Debería estar repasando viejos cuadernos, tomando notas, investigando, decidiendo qué incluir en la novela y qué descartar, preparándome para coger un tren que me dejaría en la estación de Hudson, a 124 millas de la estación de Penn, donde un desconocido estaría esperándome para llevarme en coche a una organización internacional sin ánimo de lucro que ofrece residencias artísticas. Tendría que estar chequeando en mi móvil todos los sitios en los que sirven “la mejor hamburguesa de Nueva York” y apuntando todas las cosas que querría hacer en la ciudad antes de irme a la residencia para después quedarme en el hotel leyendo una novela, mordiéndome las uñas, mirando Twitter y sintiéndome culpable. O al menos, debería estar algo apenada por no estar haciendo todo esto. En cambio, siento un profundo alivio, después culpa por sentir alivio y finalmente, ganas de abrazar a mi padre, que se ha dejado una barba que a él le parece de “viejo corsario” y a mí solamente de viejo. Pienso mucho en los viejos, pero sobre todo pienso en el mío y en que por favor, por favor, no lo mate el virus. No antes de que podamos pasear juntos por la playa y meternos en el mar helado, no antes de que probemos las croquetas del Izenbe, no antes de que le prepare un plato complicadísimo que hice hace poco y que me salió bastante bien. El 1 de abril cumplí 32 años y no se acordó, pero no se lo tuve en cuenta. 16 días después, él cumplió 76.

Zorionak, aita.

— Gracias, hija.

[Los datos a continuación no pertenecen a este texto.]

impl<A: AudioResource, S: Scheduler> PlaybackController<A, S> {
    pub fn new(audio: A, scheduler: S, config: SyncConfig) -> Self {
        Self {
            audio,
            scheduler,
            config,
            source: None,
            index: None,
            state: PlaybackState::default(),
            tick_handle: None,
            pending_plays: 0,
            play_wanted: false,
            ticks: 0,
            observers: Vec::new(),
        }
    }

    /// Register an observer for change notifications.
    pub fn subscribe(&mut self, observer: impl PlaybackObserver + 'static) {
        self.observers.push(Box::new(observer));
    }

    pub fn state(&self) -> &PlaybackState {
        &self.state
    }

    pub fn config(&self) -> &SyncConfig {
        &self.config
    }

    pub fn time_index(&self) -> Option<&TimeIndex> {
        self.index.as_ref()
    }

    pub fn source(&self) -> Option<&str> {
        self.source.as_deref()
    }

    pub fn is_session_open(&self) -> bool {
        self.index.is_some()
    }

    /// Whether a tick chain is currently scheduled.
    pub fn is_loop_running(&self) -> bool {
        self.tick_handle.is_some()
    }

    pub fn tick_count(&self) -> u64 {
        self.ticks
    }

    pub fn audio(&self) -> &A {
        &self.audio
    }

    pub fn audio_mut(&mut self) -> &mut A {
        &mut self.audio
    }

    pub fn scheduler(&self) -> &S {
        &self.scheduler
    }

    /// The sentence record for the highlighted sentence.
    pub fn current_sentence(&self) -> Option<&Sentence> {
        self.index.as_ref()?.sentence(self.state.current_sentence?)
    }

    /// The word record for the highlighted word.
    pub fn current_word(&self) -> Option<&Word> {
        self.index
            .as_ref()?
            .word(self.state.current_sentence?, self.state.current_word?)
    }

    // === Session lifecycle ===

    /// Open a session for `source` synchronized against `index`.
    ///
    /// Any previous session is closed first. The state resets to its initial
    /// values; `is_loaded` flips once the resource reports its metadata.
    pub fn load(&mut self, source: &str, index: TimeIndex) {
        self.close_session();

        debug!(
            source,
            sentences = index.len(),
            words = index.word_count(),
            "opening playback session"
        );
        self.source = Some(source.to_string());
        self.index = Some(index);
        self.state = PlaybackState::for_session(self.state.playback_rate);

        match self.audio.load(source) {
            Ok(()) => self.audio.set_playback_rate(self.state.playback_rate),
            Err(e) => {
                warn!(source, error = %e, "audio source failed to load");
                self.state.error = Some(PlaybackError::LoadFailure(e.to_string()));
            }
        }
        self.notify_change();
    }

    /// Unbind the resource and discard the session.
    ///
    /// The tick chain is cancelled before the resource is released, so no
    /// tick can observe a discarded session.
    pub fn close_session(&mut self) {
        if self.index.is_none() && self.source.is_none() {
            return;
        }
        debug!(source = ?self.source, ticks = self.ticks, "closing playback session");

        self.stop_loop();
        self.pending_plays = 0;
        self.play_wanted = false;
        self.audio.pause();
        self.audio.unload();
        self.source = None;
        self.index = None;
        self.state = PlaybackState::for_session(self.state.playback_rate);
    }

    // === Transport ===

    /// Request playback. No-op while playing or while a request is pending.
    ///
    /// Only the answer to the latest request is applied; answers to requests
    /// superseded by `pause` and a newer `play` are discarded.
    pub fn play(&mut self) {
        if self.state.is_playing || self.play_wanted {
            trace!("play ignored: already playing");
            return;
        }
        if self.index.is_none() {
            debug!("play ignored: no session");
            return;
        }
        if matches!(self.state.error, Some(PlaybackError::LoadFailure(_))) {
            debug!("play ignored: resource failed to load");
            return;
        }

        self.pending_plays += 1;
        self.play_wanted = true;
        self.audio.play();
    }

    /// Stop playback and the tick chain. Idempotent.
    pub fn pause(&mut self) {
        let was_wanted = std::mem::take(&mut self.play_wanted);
        if !self.state.is_playing && !was_wanted && self.tick_handle.is_none() {
            return;
        }

        self.audio.pause();
        self.stop_loop();
        if self.state.is_playing {
            self.state.is_playing = false;
            debug!(time = self.state.current_time, "paused");
            self.notify_change();
        }
    }

    pub fn toggle_play(&mut self) {
        if self.state.is_playing {
            self.pause();
        } else {
            self.play();
        }
    }

    /// Move the clock to `time`, clamped to `[0, duration]`.
    ///
    /// The position is resolved afresh; a word retained through a gap before
    /// the seek is not carried over.
    pub fn seek_to(&mut self, time: f64) {
        if self.index.is_none() {
            debug!(time, "seek ignored: no session");
            return;
        }

        let target = self.state.clamp_time(time);
        self.audio.set_current_time(target);
        let position = self.resolve(target);
        trace!(requested = time, target, ?position, "seek");
        self.apply(target, position.sentence, position.word);
    }

    /// Seek to just before the start of a word.
    pub fn seek_to_word(&mut self, sentence: usize, word: usize) -> Result<(), InvalidSeekTarget> {
        let start = self.word_start(sentence, word).map_err(rejected_seek)?;
        self.seek_to(start - self.config.seek_lead_in);
        Ok(())
    }

    /// Seek to the start of a sentence.
    pub fn seek_to_sentence(&mut self, sentence: usize) -> Result<(), InvalidSeekTarget> {
        let start = self.sentence_start(sentence).map_err(rejected_seek)?;
        self.seek_to(start);
        Ok(())
    }

    /// Seek to the sentence after the current one (or after the current time
    /// when sitting in a gap).
    pub fn seek_to_next_sentence(&mut self) -> Result<(), InvalidSeekTarget> {
        let index = self.session_index().map_err(rejected_seek)?;
        let target = match self.state.current_sentence {
            Some(i) => i + 1,
            None => index
                .sentences()
                .iter()
                .position(|s| s.start_time > self.state.current_time)
                .unwrap_or(index.len()),
        };
        self.seek_to_sentence(target)
    }

    /// Seek to the sentence before the current one. From the first sentence
    /// (or before it) this restarts the first sentence.
    pub fn seek_to_previous_sentence(&mut self) -> Result<(), InvalidSeekTarget> {
        let index = self.session_index().map_err(rejected_seek)?;
        let target = match self.state.current_sentence {
            Some(i) => i.saturating_sub(1),
            None => index
                .sentences()
                .iter()
                .rposition(|s| s.end_time < self.state.current_time)
                .unwrap_or(0),
        };
        self.seek_to_sentence(target)
    }

    /// Change the playback speed. Indices are unaffected.
    pub fn set_playback_rate(&mut self, rate: f64) -> Result<(), InvalidPlaybackRate> {
        if !rate.is_finite() || rate <= 0.0 {
            return Err(InvalidPlaybackRate(rate));
        }
        if self.index.is_some() {
            self.audio.set_playback_rate(rate);
        }
        if self.state.playback_rate != rate {
            self.state.playback_rate = rate;
            self.notify_change();
        }
        Ok(())
    }

    /// Stop, rewind to 0 and clear the sync position. The session stays open.
    pub fn reset(&mut self) {
        self.pause();
        if self.index.is_some() {
            self.audio.set_current_time(0.0);
        }

        let before = TickSnapshot::of(&self.state);
        self.state.rewind();
        if TickSnapshot::of(&self.state) != before {
            self.notify_change();
        }
    }

    // === Frame callback ===

    /// Run due ticks, then apply the resource's deferred outcomes.
    ///
    /// Call once per host frame.
    pub fn pump(&mut self) {
        for handle in self.scheduler.take_due() {
            if self.tick_handle == Some(handle) {
                self.tick_handle = None;
                self.tick();
            } else {
                trace!(?handle, "ignoring stale tick");
            }
        }

        while let Some(event) = self.audio.poll_event() {
            self.handle_audio_event(event);
        }
    }

    fn tick(&mut self) {
        if !self.state.is_playing {
            return;
        }
        self.ticks += 1;

        let time = self.audio.current_time();
        let position = self.resolve(time);
        let word = match position {
            Position {
                sentence: Some(s),
                word: None,
            } if self.state.current_sentence == Some(s) => self.state.current_word,
            _ => position.word,
        };
        self.apply(time, position.sentence, word);

        if self.state.is_playing {
            self.start_loop();
        }
    }

    fn handle_audio_event(&mut self, event: AudioEvent) {
        if self.index.is_none() {
            trace!(?event, "ignoring audio event without a session");
            return;
        }

        match event {
            AudioEvent::MetadataLoaded { duration } => {
                debug!(duration, "audio metadata loaded");
                self.state.duration = duration.max(0.0);
                self.state.is_loaded = true;
                self.notify_change();
            }
            AudioEvent::LoadFailed(reason) => {
                warn!(%reason, "audio failed to load");
                self.stop_loop();
                self.play_wanted = false;
                self.state.is_playing = false;
                self.state.is_loaded = false;
                self.state.error = Some(PlaybackError::LoadFailure(reason));
                self.notify_change();
            }
            AudioEvent::PlayStarted => {
                if !self.take_play_answer() {
                    return;
                }
                if !self.play_wanted {
                    // Paused before the resource answered
                    self.audio.pause();
                    return;
                }
                self.play_wanted = false;
                debug!(time = self.state.current_time, "playback started");
                self.state.is_playing = true;
                self.state.error = None;
                self.start_loop();
                self.notify_change();
            }
            AudioEvent::PlayRejected(reason) => {
                if !self.take_play_answer() || !std::mem::take(&mut self.play_wanted) {
                    return;
                }
                warn!(%reason, "playback rejected");
                self.state.is_playing = false;
                self.state.error = Some(PlaybackError::PlaybackRejected(reason));
                self.notify_change();
            }
            AudioEvent::Ended => {
                debug!(ticks = self.ticks, "playback ended");
                self.stop_loop();
                self.play_wanted = false;
                self.state.is_playing = false;
                self.state.rewind();
                self.audio.set_current_time(0.0);
                for observer in self.observers.iter_mut() {
                    observer.on_ended();
                }
                self.notify_change();
            }
        }
    }

    // === Internals ===

    fn session_index(&self) -> Result<&TimeIndex, InvalidSeekTarget> {
        self.index.as_ref().ok_or(InvalidSeekTarget::NoSession)
    }

    fn sentence_start(&self, sentence: usize) -> Result<f64, InvalidSeekTarget> {
        let index = self.session_index()?;
        index
            .sentence(sentence)
            .map(|s| s.start_time)
            .ok_or(InvalidSeekTarget::Sentence {
                sentence,
                len: index.len(),
            })
    }

    fn word_start(&self, sentence: usize, word: usize) -> Result<f64, InvalidSeekTarget> {
        let index = self.session_index()?;
        let s = index.sentence(sentence).ok_or(InvalidSeekTarget::Sentence {
            sentence,
            len: index.len(),
        })?;
        s.words
            .get(word)
            .map(|w| w.start)
            .ok_or(InvalidSeekTarget::Word {
                sentence,
                word,
                len: s.words.len(),
            })
    }

    /// Account for one play answer. True when it answers the latest request.
    fn take_play_answer(&mut self) -> bool {
        match self.pending_plays {
            0 => {
                trace!("ignoring unsolicited play answer");
                false
            }
            n => {
                self.pending_plays = n - 1;
                if self.pending_plays > 0 {
                    trace!(pending = self.pending_plays, "ignoring superseded play answer");
                }
                self.pending_plays == 0
            }
        }
    }

    fn resolve(&self, time: f64) -> Position {
        match &self.index {
            Some(index) => sync::resolve(index, time, self.config.snap_threshold),
            None => Position::NONE,
        }
    }

    /// Store a new clock/position and notify on what changed.
    fn apply(&mut self, time: f64, sentence: Option<usize>, word: Option<usize>) {
        let previous = TickSnapshot::of(&self.state);
        let next = TickSnapshot {
            time,
            sentence,
            word,
        };
        if previous == next {
            return;
        }

        self.state.current_time = time;
        self.state.current_sentence = sentence;
        self.state.current_word = word;

        if sentence != previous.sentence {
            if let Some(index) = sentence {
                for observer in self.observers.iter_mut() {
                    observer.on_sentence_change(index);
                }
            }
        }
        if word != previous.word {
            if let Some(index) = word {
                for observer in self.observers.iter_mut() {
                    observer.on_word_change(index);
                }
            }
        }
        self.notify_change();
    }

    fn start_loop(&mut self) {
        if self.tick_handle.is_none() {
            self.tick_handle = Some(self.scheduler.request_tick());
        }
    }

    fn stop_loop(&mut self) {
        if let Some(handle) = self.tick_handle.take() {
            self.scheduler.cancel_tick(handle);
        }
    }

    fn notify_change(&mut self) {
        for observer in self.observers.iter_mut() {
            observer.on_change(&self.state);
        }
    }
}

Tengo muchas ganas de dar un paseo por la playa.

—Ya lo sé.

—¡Y de verte!

—Ya lo sé. Te quiero mucho, aita.

—¡Ya lo sé!

Aún no me han llamado de la red de cuidados de mi barrio, lo cual significa que hay tanta gente apuntada que no hago falta. Desde que empezó el confinamiento, compro flores todas las semanas. Aunque no sustituyen al júbilo que me invade cada vez que me baño en el mar, sí hay regocijo en ese capricho y en el ritual que lo acompaña: el paseo hasta la tienda, la elección de las flores, desenvolverlas al llegar a casa, cortarles parte del tallo y sumergirlas en un jarrón de motivos marineros. Contemplarlas y pensar que los viejos de mi barrio están bien y que el corsario me espera.

Lucía Baskaran es escritora. Su última novela es Cuerpos malditos (Temas de Hoy, 2019).